● Available data:
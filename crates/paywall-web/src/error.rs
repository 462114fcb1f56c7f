//! Error type and axum `IntoResponse` implementation.

use axum::{
  Json,
  http::StatusCode,
  response::{IntoResponse, Response},
};
use serde_json::json;
use thiserror::Error;

#[derive(Debug, Error)]
pub enum Error {
  #[error(transparent)]
  Core(#[from] paywall_core::Error),

  #[error("backend error: {0}")]
  Backend(#[source] Box<dyn std::error::Error + Send + Sync>),
}

impl Error {
  pub fn not_found(slug: &str) -> Self {
    paywall_core::Error::ContentNotFound(format!("post {slug} not found")).into()
  }

  pub fn payment(e: impl std::error::Error) -> Self {
    paywall_core::Error::UpstreamPaymentFailure(e.to_string()).into()
  }

  pub fn backend(e: impl std::error::Error + Send + Sync + 'static) -> Self {
    Error::Backend(Box::new(e))
  }
}

impl IntoResponse for Error {
  fn into_response(self) -> Response {
    use paywall_core::Error as Core;

    let (status, message) = match &self {
      Error::Core(Core::ContentNotFound(m)) => (StatusCode::NOT_FOUND, m.clone()),
      Error::Core(Core::UpstreamPaymentFailure(m)) => {
        tracing::error!(error = %m, "payment provider failure");
        (StatusCode::BAD_GATEWAY, m.clone())
      }
      Error::Core(e) => (StatusCode::INTERNAL_SERVER_ERROR, e.to_string()),
      Error::Backend(e) => {
        tracing::error!(error = %e, "backend failure");
        (StatusCode::INTERNAL_SERVER_ERROR, e.to_string())
      }
    };
    (status, Json(json!({ "error": message }))).into_response()
  }
}
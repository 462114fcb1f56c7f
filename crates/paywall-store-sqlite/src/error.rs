//! Error type for `paywall-store-sqlite`.

use thiserror::Error;

#[derive(Debug, Error)]
pub enum Error {
  #[error("core error: {0}")]
  Core(#[from] paywall_core::Error),

  #[error("database error: {0}")]
  Database(#[from] tokio_rusqlite::Error),

  #[error("json error: {0}")]
  Json(#[from] serde_json::Error),

  #[error("date/time parse error: {0}")]
  DateParse(String),

  #[error("invalid document: {0}")]
  InvalidDocument(String),
}

pub type Result<T, E = Error> = std::result::Result<T, E>;
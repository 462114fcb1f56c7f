//! Async HTTP client for the Stripe REST API.

use std::time::Duration;

use paywall_core::provider::{
  CheckoutRequest, CheckoutSession, PaymentProvider, Price,
};
use reqwest::{Client, Response};
use serde::Deserialize;
use uuid::Uuid;

use crate::{Error, Result};

/// Connection settings for Stripe.
#[derive(Debug, Clone)]
pub struct StripeConfig {
  pub secret_key: String,
  /// Normally `https://api.stripe.com`; overridable for tests.
  pub api_base:   String,
}

/// Cheap to clone — the inner [`reqwest::Client`] is `Arc`-based.
#[derive(Clone)]
pub struct StripeClient {
  client: Client,
  config: StripeConfig,
}

// ─── Wire types ──────────────────────────────────────────────────────────────

#[derive(Deserialize)]
struct StripePrice {
  id:          String,
  unit_amount: Option<i64>,
  currency:    String,
}

#[derive(Deserialize)]
struct StripeCheckoutSession {
  id:  String,
  url: Option<String>,
}

#[derive(Deserialize)]
struct StripeErrorBody {
  error: StripeErrorDetail,
}

#[derive(Deserialize)]
struct StripeErrorDetail {
  message: Option<String>,
}

// ─── Client ──────────────────────────────────────────────────────────────────

impl StripeClient {
  pub fn new(config: StripeConfig) -> Result<Self> {
    let client = Client::builder().timeout(Duration::from_secs(30)).build()?;
    Ok(Self { client, config })
  }

  fn url(&self, path: &str) -> String {
    format!("{}/v1{}", self.config.api_base.trim_end_matches('/'), path)
  }

  /// Map a non-success response into [`Error::Api`], keeping Stripe's own
  /// message when the body carries one.
  async fn check(resp: Response) -> Result<Response> {
    let status = resp.status();
    if status.is_success() {
      return Ok(resp);
    }
    let text = resp.text().await.unwrap_or_default();
    let message = serde_json::from_str::<StripeErrorBody>(&text)
      .ok()
      .and_then(|b| b.error.message)
      .unwrap_or(text);
    Err(Error::Api { status: status.as_u16(), message })
  }
}

impl PaymentProvider for StripeClient {
  type Error = Error;

  /// `POST /v1/checkout/sessions` for a single-price subscription.
  async fn create_checkout_session(
    &self,
    request: CheckoutRequest,
  ) -> Result<CheckoutSession> {
    let mut form = vec![
      ("mode", "subscription".to_string()),
      ("payment_method_types[0]", "card".to_string()),
      ("billing_address_collection", "required".to_string()),
      ("line_items[0][price]", request.price_id),
      ("line_items[0][quantity]", "1".to_string()),
      ("allow_promotion_codes", "true".to_string()),
      ("success_url", request.success_url),
      ("cancel_url", request.cancel_url),
    ];
    if let Some(email) = request.customer_email {
      form.push(("customer_email", email));
    }

    let resp = self
      .client
      .post(self.url("/checkout/sessions"))
      .bearer_auth(&self.config.secret_key)
      .header("Idempotency-Key", Uuid::new_v4().to_string())
      .form(&form)
      .send()
      .await?;

    let session: StripeCheckoutSession = Self::check(resp).await?.json().await?;
    tracing::debug!(checkout_session = %session.id, "created checkout session");
    Ok(CheckoutSession {
      id:  session.id,
      url: session.url.ok_or(Error::MissingField("url"))?,
    })
  }

  /// `GET /v1/prices/{id}`
  async fn retrieve_price(&self, price_id: &str) -> Result<Price> {
    let resp = self
      .client
      .get(self.url(&format!("/prices/{price_id}")))
      .bearer_auth(&self.config.secret_key)
      .send()
      .await?;

    let price: StripePrice = Self::check(resp).await?.json().await?;
    Ok(Price {
      id:          price.id,
      unit_amount: price.unit_amount.ok_or(Error::MissingField("unit_amount"))?,
      currency:    price.currency,
    })
  }
}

● Directions:
Every record needs to be written out again, exactly as it was given.

● Solution for this task:
filename crates/paywall-web/src/error.rs
repository 462114fcb1f56c7f
//! Error type and axum `IntoResponse` implementation.

use axum::{
  Json,
  http::StatusCode,
  response::{IntoResponse, Response},
};
use serde_json::json;
use thiserror::Error;

#[derive(Debug, Error)]
pub enum Error {
  #[error(transparent)]
  Core(#[from] paywall_core::Error),

  #[error("backend error: {0}")]
  Backend(#[source] Box<dyn std::error::Error + Send + Sync>),
}

impl Error {
  pub fn not_found(slug: &str) -> Self {
    paywall_core::Error::ContentNotFound(format!("post {slug} not found")).into()
  }

  pub fn payment(e: impl std::error::Error) -> Self {
    paywall_core::Error::UpstreamPaymentFailure(e.to_string()).into()
  }

  pub fn backend(e: impl std::error::Error + Send + Sync + 'static) -> Self {
    Error::Backend(Box::new(e))
  }
}

impl IntoResponse for Error {
  fn into_response(self) -> Response {
    use paywall_core::Error as Core;

    let (status, message) = match &self {
      Error::Core(Core::ContentNotFound(m)) => (StatusCode::NOT_FOUND, m.clone()),
      Error::Core(Core::UpstreamPaymentFailure(m)) => {
        tracing::error!(error = %m, "payment provider failure");
        (StatusCode::BAD_GATEWAY, m.clone())
      }
      Error::Core(e) => (StatusCode::INTERNAL_SERVER_ERROR, e.to_string()),
      Error::Backend(e) => {
        tracing::error!(error = %e, "backend failure");
        (StatusCode::INTERNAL_SERVER_ERROR, e.to_string())
      }
    };
    (status, Json(json!({ "error": message }))).into_response()
  }
}
repository 462114fcb1f56c7f
filename crates/paywall-store-sqlite/src/error.rs
//! Error type for `paywall-store-sqlite`.

use thiserror::Error;

#[derive(Debug, Error)]
pub enum Error {
  #[error("core error: {0}")]
  Core(#[from] paywall_core::Error),

  #[error("database error: {0}")]
  Database(#[from] tokio_rusqlite::Error),

  #[error("json error: {0}")]
  Json(#[from] serde_json::Error),

  #[error("date/time parse error: {0}")]
  DateParse(String),

  #[error("invalid document: {0}")]
  InvalidDocument(String),
}

pub type Result<T, E = Error> = std::result::Result<T, E>;
repository 462114fcb1f56c7f
//! Async HTTP client for the Stripe REST API.

use std::time::Duration;

use paywall_core::provider::{
  CheckoutRequest, CheckoutSession, PaymentProvider, Price,
};
use reqwest::{Client, Response};
use serde::Deserialize;
use uuid::Uuid;

use crate::{Error, Result};

/// Connection settings for Stripe.
#[derive(Debug, Clone)]
pub struct StripeConfig {
  pub secret_key: String,
  /// Normally `https://api.stripe.com`; overridable for tests.
  pub api_base:   String,
}

/// Cheap to clone — the inner [`reqwest::Client`] is `Arc`-based.
#[derive(Clone)]
pub struct StripeClient {
  client: Client,
  config: StripeConfig,
}

// ─── Wire types ──────────────────────────────────────────────────────────────

#[derive(Deserialize)]
struct StripePrice {
  id:          String,
  unit_amount: Option<i64>,
  currency:    String,
}

#[derive(Deserialize)]
struct StripeCheckoutSession {
  id:  String,
  url: Option<String>,
}

#[derive(Deserialize)]
struct StripeErrorBody {
  error: StripeErrorDetail,
}

#[derive(Deserialize)]
struct StripeErrorDetail {
  message: Option<String>,
}

// ─── Client ──────────────────────────────────────────────────────────────────

impl StripeClient {
  pub fn new(config: StripeConfig) -> Result<Self> {
    let client = Client::builder().timeout(Duration::from_secs(30)).build()?;
    Ok(Self { client, config })
  }

  fn url(&self, path: &str) -> String {
    format!("{}/v1{}", self.config.api_base.trim_end_matches('/'), path)
  }

  /// Map a non-success response into [`Error::Api`], keeping Stripe's own
  /// message when the body carries one.
  async fn check(resp: Response) -> Result<Response> {
    let status = resp.status();
    if status.is_success() {
      return Ok(resp);
    }
    let text = resp.text().await.unwrap_or_default();
    let message = serde_json::from_str::<StripeErrorBody>(&text)
      .ok()
      .and_then(|b| b.error.message)
      .unwrap_or(text);
    Err(Error::Api { status: status.as_u16(), message })
  }
}

impl PaymentProvider for StripeClient {
  type Error = Error;

  /// `POST /v1/checkout/sessions` for a single-price subscription.
  async fn create_checkout_session(
    &self,
    request: CheckoutRequest,
  ) -> Result<CheckoutSession> {
    let mut form = vec![
      ("mode", "subscription".to_string()),
      ("payment_method_types[0]", "card".to_string()),
      ("billing_address_collection", "required".to_string()),
      ("line_items[0][price]", request.price_id),
      ("line_items[0][quantity]", "1".to_string()),
      ("allow_promotion_codes", "true".to_string()),
      ("success_url", request.success_url),
      ("cancel_url", request.cancel_url),
    ];
    if let Some(email) = request.customer_email {
      form.push(("customer_email", email));
    }

    let resp = self
      .client
      .post(self.url("/checkout/sessions"))
      .bearer_auth(&self.config.secret_key)
      .header("Idempotency-Key", Uuid::new_v4().to_string())
      .form(&form)
      .send()
      .await?;

    let session: StripeCheckoutSession = Self::check(resp).await?.json().await?;
    tracing::debug!(checkout_session = %session.id, "created checkout session");
    Ok(CheckoutSession {
      id:  session.id,
      url: session.url.ok_or(Error::MissingField("url"))?,
    })
  }

  /// `GET /v1/prices/{id}`
  async fn retrieve_price(&self, price_id: &str) -> Result<Price> {
    let resp = self
      .client
      .get(self.url(&format!("/prices/{price_id}")))
      .bearer_auth(&self.config.secret_key)
      .send()
      .await?;

    let price: StripePrice = Self::check(resp).await?.json().await?;
    Ok(Price {
      id:          price.id,
      unit_amount: price.unit_amount.ok_or(Error::MissingField("unit_amount"))?,
      currency:    price.currency,
    })
  }
}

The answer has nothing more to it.